The function you provide to fsolve() needs to have a numeric result rather than a logical result. Convert your form A==B to (A)-(B) or (B)-(A)

Nuno

### Nuno (view profile)

on 8 Dec 2012

Now I'm confused again.

%Problem:

syms x;

a=fsolve(@(x) x.^2-4,[5 8])

%results:

Equation solved.

fsolve completed because the vector of function values is near zero as measured by the default value of the function tolerance, and the problem appears regular as measured by the gradient.

criteria details

a =

`    2.0000    2.0000`

Why the "fsolve" is returning 2 values, when I said that I want values in the interval [5 8]?

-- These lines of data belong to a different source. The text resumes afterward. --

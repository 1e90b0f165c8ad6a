//! Node Drag Controller.
//!
//! Positions are tracked in canvas space so a drag follows the pointer 1:1
//! at any zoom level.  Every move writes straight into the node; there is no
//! separate commit on release.

use crate::models::{Node, Position};

#[derive(Clone, Debug, PartialEq)]
pub struct DragSession {
    pub node_id: String,
    /// Pointer at pointer-down, canvas space.
    pub pointer_start: Position,
    pub node_start: Position,
    /// Pointer at pointer-down, screen space.  Used for click detection.
    pub screen_start: Position,
    /// Companions that travel with the dragged node, with their start positions.
    pub companions: Vec<(String, Position)>,
}

impl DragSession {
    /// `None` if the node has not been placed yet.
    pub fn start(node: &Node, nodes: &[Node], pointer_canvas: Position, screen: Position) -> Option<Self> {
        let node_start = node.position?;
        let companions = nodes
            .iter()
            .filter(|n| n.owner_id() == Some(node.id.as_str()))
            .filter_map(|n| n.position.map(|p| (n.id.clone(), p)))
            .collect();
        Some(Self {
            node_id: node.id.clone(),
            pointer_start: pointer_canvas,
            node_start,
            screen_start: screen,
            companions,
        })
    }

    /// `nodePositionStart + (pointerCurrent - pointerStart)`
    pub fn position_for(&self, pointer_canvas: Position) -> Position {
        self.node_start + (pointer_canvas - self.pointer_start)
    }

    /// Move the node (and its companions) under the pointer.  Returns every
    /// position written, dragged node first, or `None` once the node has
    /// disappeared.
    pub fn apply(&self, nodes: &mut [Node], pointer_canvas: Position) -> Option<Vec<(String, Position)>> {
        let delta = pointer_canvas - self.pointer_start;
        let position = self.position_for(pointer_canvas);
        let node = nodes.iter_mut().find(|n| n.id == self.node_id)?;
        node.position = Some(position);

        let mut moved = vec![(self.node_id.clone(), position)];
        for (companion_id, start) in &self.companions {
            if let Some(companion) = nodes.iter_mut().find(|n| &n.id == companion_id) {
                let at = *start + delta;
                companion.position = Some(at);
                moved.push((companion_id.clone(), at));
            }
        }
        Some(moved)
    }

    /// Pointer released within `threshold` screen px of where it went down.
    pub fn is_click(&self, screen_end: Position, threshold: f64) -> bool {
        self.screen_start.distance_to(screen_end) <= threshold
    }
}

If I put an interval like [0 5] the fsolve gives me: a= 0 and 2, that is strange, right?

Nuno

### Nuno (view profile)

on 8 Dec 2012

In "fsolve" can you use an interval? because if you put a number in the place of the interval, the fsolve gives you one number, but if you put [number1 number2], it gives you two numbers. It is ridiculuos when you should get just one, the solution.

Walter Roberson

### Walter Roberson (view profile)

on 8 Dec 2012

No, fsolve() does not take an interval. When you provide multiple values for x0 it becomes an equation with multiple variables. fzero() is the one that takes an interval.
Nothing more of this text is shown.